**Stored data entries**
· · ·
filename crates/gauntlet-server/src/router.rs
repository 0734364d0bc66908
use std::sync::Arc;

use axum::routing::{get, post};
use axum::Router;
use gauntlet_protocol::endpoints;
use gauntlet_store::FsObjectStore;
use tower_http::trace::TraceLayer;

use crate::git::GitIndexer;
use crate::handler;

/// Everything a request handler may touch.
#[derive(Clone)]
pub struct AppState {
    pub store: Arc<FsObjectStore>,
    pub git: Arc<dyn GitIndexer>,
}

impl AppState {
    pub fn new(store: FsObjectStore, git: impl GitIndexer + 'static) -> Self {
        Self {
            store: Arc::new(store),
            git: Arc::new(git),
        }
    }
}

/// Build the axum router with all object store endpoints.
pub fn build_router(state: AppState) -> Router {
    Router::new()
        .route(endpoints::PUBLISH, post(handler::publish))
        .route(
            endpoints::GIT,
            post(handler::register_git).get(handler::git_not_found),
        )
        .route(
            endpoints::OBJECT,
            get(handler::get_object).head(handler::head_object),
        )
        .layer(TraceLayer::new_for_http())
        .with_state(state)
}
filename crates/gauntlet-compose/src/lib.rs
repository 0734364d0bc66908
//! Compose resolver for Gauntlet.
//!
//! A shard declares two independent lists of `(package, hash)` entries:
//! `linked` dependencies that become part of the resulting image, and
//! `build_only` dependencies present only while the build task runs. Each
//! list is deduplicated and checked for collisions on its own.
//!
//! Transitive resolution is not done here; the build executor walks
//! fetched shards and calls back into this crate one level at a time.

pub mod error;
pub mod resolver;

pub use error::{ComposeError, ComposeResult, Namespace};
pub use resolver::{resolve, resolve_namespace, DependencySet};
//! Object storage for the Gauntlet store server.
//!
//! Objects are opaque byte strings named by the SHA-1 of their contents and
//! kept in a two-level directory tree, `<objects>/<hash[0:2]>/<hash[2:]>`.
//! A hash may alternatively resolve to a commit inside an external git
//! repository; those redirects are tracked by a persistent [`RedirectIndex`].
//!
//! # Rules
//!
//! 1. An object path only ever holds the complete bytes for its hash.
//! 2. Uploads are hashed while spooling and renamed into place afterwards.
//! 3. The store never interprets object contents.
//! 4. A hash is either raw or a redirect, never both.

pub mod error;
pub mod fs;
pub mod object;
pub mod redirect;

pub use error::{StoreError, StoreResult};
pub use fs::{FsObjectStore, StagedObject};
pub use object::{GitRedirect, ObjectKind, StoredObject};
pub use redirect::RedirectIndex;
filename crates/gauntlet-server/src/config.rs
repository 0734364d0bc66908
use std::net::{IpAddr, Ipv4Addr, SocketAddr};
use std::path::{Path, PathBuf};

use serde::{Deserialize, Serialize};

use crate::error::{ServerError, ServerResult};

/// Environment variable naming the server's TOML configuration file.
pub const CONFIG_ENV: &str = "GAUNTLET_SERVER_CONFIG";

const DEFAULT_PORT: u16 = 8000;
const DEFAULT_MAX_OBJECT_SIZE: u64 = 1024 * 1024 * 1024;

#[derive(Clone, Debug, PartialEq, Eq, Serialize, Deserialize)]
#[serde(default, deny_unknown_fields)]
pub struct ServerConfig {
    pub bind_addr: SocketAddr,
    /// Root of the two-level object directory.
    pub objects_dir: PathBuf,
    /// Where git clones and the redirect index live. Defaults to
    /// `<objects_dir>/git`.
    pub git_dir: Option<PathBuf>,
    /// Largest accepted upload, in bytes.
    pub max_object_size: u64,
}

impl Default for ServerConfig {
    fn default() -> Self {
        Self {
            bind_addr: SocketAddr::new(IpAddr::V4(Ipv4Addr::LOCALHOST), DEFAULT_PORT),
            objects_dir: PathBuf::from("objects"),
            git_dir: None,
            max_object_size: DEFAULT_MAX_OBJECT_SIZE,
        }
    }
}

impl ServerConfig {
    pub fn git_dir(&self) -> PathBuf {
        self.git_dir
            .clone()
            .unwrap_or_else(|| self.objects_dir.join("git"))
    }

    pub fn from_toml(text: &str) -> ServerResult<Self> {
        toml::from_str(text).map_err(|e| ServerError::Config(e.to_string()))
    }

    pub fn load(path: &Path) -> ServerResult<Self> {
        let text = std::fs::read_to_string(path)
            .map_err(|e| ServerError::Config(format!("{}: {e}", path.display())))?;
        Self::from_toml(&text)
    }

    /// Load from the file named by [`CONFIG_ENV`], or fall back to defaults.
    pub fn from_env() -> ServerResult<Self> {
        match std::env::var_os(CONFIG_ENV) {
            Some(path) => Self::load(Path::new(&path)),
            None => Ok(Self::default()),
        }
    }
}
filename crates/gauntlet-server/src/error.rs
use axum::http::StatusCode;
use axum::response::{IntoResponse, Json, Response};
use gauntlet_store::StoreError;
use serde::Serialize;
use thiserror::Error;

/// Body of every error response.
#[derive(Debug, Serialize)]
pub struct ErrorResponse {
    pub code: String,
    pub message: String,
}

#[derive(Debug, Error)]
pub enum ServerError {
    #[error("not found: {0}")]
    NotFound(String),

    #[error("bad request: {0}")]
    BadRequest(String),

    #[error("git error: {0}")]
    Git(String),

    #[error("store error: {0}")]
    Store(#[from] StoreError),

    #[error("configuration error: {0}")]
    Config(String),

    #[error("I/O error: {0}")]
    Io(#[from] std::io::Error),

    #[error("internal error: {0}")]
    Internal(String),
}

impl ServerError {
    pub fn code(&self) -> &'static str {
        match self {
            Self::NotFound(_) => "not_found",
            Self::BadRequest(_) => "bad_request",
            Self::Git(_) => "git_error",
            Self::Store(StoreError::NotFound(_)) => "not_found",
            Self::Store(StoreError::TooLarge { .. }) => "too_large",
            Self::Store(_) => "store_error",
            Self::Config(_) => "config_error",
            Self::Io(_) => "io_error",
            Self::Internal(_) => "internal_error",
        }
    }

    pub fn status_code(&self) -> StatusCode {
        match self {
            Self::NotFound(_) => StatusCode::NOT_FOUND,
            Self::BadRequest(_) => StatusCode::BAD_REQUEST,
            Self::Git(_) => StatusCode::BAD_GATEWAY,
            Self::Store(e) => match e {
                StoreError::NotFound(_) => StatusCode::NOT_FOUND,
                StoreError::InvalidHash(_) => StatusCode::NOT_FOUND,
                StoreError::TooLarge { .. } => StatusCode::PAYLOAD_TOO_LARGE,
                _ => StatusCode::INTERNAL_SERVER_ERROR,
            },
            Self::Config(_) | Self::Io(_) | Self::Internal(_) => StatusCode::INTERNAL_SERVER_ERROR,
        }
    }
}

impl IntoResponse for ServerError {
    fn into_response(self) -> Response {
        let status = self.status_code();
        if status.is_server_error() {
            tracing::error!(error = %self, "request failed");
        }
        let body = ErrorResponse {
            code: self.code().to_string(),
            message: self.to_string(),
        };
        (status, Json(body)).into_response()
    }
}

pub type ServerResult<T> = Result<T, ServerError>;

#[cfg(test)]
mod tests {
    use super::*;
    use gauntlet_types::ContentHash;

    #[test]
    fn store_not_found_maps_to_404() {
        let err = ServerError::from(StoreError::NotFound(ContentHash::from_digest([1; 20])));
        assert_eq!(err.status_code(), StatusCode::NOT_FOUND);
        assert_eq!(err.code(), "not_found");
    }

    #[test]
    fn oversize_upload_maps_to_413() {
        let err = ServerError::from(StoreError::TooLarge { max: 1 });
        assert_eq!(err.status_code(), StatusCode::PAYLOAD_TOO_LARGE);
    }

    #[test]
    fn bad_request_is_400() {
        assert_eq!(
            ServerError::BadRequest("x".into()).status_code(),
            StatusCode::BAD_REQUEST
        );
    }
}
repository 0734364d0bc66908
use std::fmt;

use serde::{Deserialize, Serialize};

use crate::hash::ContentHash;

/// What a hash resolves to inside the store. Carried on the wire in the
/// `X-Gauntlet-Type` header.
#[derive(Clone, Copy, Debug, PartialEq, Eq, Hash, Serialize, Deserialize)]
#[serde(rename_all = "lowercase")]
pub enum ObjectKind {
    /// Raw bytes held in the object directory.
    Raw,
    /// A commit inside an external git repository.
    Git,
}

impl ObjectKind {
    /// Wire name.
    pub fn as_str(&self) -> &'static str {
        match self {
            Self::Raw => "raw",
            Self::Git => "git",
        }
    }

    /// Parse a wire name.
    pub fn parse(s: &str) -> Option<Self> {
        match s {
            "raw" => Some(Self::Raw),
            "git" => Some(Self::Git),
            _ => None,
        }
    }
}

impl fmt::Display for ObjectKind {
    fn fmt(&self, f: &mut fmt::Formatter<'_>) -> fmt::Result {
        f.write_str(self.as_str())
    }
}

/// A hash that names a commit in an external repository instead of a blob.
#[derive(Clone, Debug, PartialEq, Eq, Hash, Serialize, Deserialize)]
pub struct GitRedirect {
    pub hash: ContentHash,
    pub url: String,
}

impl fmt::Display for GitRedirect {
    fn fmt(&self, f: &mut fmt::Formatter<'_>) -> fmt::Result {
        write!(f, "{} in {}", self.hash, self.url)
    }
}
· · ·
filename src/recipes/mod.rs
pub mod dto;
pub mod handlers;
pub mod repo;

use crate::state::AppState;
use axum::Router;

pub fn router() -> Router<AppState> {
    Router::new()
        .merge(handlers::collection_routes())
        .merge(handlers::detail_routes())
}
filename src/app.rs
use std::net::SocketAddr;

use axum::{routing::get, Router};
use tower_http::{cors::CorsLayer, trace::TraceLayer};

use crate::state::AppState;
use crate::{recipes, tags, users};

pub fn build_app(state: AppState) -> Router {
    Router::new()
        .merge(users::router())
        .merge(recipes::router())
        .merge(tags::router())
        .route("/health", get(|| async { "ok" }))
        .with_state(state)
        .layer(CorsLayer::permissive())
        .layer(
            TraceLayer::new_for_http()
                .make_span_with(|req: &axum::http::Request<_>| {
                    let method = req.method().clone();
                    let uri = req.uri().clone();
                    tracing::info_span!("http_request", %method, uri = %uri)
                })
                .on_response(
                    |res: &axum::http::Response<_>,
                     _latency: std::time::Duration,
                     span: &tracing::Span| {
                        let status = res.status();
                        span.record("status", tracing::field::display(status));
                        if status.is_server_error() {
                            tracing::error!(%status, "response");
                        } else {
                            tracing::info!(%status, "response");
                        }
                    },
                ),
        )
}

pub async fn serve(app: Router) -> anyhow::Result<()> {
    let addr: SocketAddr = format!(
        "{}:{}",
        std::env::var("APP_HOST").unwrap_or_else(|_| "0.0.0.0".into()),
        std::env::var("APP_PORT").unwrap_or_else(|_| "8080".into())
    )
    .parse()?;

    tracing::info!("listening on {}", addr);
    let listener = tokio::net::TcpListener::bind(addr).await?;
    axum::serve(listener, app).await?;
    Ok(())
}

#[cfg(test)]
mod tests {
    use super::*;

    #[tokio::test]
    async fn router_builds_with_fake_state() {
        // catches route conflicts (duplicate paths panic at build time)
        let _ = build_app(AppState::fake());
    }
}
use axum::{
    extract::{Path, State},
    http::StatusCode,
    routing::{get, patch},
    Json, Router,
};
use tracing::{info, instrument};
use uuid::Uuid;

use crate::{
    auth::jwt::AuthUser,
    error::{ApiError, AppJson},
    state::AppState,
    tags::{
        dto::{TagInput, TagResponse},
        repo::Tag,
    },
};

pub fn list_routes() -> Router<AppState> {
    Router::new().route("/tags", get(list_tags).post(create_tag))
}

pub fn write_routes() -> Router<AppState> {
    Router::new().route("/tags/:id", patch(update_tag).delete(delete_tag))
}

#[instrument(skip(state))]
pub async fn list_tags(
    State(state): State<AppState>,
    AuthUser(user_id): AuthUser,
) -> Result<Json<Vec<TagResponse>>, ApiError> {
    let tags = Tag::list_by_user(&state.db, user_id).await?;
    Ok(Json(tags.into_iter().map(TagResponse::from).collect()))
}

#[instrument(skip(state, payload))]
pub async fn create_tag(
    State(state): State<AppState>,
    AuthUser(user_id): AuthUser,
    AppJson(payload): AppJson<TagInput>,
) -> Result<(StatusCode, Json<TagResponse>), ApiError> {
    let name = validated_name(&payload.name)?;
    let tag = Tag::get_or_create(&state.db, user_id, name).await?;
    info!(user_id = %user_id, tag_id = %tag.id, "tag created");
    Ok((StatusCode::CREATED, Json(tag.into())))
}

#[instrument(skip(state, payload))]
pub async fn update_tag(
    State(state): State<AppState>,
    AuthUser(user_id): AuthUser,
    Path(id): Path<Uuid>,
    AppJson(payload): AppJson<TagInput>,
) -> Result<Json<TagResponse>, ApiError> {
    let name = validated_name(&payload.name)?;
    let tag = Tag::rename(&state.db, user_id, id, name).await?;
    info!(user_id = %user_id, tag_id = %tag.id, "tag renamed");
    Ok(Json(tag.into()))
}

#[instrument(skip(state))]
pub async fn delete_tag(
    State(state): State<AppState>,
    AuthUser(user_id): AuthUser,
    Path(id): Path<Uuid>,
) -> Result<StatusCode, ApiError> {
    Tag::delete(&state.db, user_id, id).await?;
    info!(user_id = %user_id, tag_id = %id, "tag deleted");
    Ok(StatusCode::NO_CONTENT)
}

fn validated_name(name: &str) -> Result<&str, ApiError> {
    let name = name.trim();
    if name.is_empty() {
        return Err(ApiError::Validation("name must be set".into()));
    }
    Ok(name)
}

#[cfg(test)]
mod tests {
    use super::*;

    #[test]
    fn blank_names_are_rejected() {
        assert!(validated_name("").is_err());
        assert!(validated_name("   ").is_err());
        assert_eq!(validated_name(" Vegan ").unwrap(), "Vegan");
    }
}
· · ·
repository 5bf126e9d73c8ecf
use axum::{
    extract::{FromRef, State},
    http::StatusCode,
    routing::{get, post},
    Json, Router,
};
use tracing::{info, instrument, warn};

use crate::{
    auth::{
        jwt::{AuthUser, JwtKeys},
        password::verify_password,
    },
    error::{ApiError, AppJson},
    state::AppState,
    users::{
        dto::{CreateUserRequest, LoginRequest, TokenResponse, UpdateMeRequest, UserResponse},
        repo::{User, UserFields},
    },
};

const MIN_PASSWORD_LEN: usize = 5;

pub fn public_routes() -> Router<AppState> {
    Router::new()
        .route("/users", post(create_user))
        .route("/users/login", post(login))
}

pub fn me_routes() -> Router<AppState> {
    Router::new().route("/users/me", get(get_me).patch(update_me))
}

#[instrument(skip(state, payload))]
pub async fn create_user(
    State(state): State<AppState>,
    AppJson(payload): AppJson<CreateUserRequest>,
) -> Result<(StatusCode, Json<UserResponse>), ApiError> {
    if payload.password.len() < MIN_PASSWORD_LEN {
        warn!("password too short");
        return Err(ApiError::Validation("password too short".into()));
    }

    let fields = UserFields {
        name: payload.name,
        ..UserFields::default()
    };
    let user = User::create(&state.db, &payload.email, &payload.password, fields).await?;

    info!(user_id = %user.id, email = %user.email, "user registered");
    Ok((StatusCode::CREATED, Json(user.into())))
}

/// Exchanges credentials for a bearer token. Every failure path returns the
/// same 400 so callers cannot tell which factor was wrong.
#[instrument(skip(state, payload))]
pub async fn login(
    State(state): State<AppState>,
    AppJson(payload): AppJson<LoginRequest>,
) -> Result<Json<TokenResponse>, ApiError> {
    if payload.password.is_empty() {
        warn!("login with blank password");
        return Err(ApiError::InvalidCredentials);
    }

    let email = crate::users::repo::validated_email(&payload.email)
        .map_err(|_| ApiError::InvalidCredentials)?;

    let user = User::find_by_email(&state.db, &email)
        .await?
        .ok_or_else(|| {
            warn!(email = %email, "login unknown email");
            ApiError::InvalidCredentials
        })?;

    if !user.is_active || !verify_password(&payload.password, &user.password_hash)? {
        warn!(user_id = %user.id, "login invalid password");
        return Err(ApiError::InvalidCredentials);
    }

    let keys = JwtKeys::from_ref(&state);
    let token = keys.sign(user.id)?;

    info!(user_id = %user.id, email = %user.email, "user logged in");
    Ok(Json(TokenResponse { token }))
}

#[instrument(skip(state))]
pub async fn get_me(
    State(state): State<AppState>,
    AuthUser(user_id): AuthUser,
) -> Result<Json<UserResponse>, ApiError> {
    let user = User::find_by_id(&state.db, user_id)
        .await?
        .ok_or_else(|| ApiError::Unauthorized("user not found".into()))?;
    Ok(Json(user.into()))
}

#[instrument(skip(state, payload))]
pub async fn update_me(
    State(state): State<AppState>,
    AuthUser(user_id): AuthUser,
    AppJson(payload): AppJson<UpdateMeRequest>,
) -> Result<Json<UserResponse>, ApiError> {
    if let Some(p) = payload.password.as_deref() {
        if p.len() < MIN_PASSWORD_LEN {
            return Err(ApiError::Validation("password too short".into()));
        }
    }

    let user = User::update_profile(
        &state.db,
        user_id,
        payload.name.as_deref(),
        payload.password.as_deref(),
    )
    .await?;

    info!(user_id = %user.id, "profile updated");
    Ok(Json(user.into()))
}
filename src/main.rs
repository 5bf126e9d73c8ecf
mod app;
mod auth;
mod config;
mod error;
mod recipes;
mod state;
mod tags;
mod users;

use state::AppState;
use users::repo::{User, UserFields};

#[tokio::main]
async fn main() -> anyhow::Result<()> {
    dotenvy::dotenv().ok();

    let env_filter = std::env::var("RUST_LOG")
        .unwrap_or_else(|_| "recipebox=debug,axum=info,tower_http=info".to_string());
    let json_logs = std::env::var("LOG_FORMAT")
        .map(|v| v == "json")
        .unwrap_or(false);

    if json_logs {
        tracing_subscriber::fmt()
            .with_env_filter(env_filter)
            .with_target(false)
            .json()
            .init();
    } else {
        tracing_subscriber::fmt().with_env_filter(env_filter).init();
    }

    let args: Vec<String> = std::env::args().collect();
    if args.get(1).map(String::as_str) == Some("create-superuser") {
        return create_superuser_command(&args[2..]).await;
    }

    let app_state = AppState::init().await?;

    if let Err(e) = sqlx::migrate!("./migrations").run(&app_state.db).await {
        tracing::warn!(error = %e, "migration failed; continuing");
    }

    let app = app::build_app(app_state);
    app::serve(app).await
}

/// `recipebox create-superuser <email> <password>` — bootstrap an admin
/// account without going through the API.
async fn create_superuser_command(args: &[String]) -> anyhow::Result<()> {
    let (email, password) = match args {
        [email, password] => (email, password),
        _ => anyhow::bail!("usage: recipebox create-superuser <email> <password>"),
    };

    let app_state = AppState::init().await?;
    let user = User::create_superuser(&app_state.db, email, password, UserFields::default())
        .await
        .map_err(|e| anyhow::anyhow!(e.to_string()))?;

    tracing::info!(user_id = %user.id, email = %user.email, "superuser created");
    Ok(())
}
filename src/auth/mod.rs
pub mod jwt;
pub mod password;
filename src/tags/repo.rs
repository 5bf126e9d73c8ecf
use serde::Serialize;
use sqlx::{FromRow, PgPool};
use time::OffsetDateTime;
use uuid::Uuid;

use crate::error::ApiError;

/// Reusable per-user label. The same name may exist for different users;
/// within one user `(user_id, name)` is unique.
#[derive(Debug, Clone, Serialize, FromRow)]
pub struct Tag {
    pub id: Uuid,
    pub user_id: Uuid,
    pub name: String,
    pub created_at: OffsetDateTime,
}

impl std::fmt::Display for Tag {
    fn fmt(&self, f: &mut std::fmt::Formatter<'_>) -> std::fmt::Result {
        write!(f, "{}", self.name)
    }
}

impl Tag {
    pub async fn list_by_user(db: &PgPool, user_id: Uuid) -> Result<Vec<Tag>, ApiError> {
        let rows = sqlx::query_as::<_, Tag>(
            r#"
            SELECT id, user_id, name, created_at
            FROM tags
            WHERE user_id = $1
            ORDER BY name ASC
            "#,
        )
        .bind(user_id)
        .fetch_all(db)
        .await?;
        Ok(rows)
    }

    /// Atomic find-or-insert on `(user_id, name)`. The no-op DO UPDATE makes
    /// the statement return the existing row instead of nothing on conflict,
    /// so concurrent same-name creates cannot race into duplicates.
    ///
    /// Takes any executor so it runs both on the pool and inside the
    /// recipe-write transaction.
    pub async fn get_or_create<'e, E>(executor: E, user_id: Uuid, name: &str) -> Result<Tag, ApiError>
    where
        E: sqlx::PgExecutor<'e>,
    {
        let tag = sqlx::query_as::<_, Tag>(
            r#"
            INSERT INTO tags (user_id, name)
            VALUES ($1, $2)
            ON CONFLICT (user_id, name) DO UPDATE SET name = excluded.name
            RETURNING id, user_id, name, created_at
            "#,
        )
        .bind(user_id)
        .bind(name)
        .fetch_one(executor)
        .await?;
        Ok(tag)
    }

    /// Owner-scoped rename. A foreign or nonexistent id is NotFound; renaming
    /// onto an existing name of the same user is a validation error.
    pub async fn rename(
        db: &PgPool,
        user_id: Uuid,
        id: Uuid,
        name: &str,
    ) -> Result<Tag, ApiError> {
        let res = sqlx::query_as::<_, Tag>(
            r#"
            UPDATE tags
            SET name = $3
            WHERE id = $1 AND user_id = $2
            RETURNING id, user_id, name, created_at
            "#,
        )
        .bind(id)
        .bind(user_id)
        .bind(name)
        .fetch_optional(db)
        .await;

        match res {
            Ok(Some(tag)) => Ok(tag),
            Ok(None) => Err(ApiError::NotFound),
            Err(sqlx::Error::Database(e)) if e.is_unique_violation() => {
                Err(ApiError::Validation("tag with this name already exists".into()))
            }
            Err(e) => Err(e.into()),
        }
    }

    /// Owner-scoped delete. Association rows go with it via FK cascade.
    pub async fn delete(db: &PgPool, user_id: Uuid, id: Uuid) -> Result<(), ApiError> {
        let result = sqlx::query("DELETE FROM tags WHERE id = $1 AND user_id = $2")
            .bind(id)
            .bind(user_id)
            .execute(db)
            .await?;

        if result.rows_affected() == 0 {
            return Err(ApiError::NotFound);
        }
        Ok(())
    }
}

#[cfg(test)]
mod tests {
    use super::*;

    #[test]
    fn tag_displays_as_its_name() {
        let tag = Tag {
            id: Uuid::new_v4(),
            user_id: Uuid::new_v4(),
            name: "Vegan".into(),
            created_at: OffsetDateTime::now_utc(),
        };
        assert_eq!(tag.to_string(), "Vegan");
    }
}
· · ·
Nothing but a number should be given: the count of lines above that hold "GitRedirect".

**OUTPUT FOR THIS EXERCISE**
3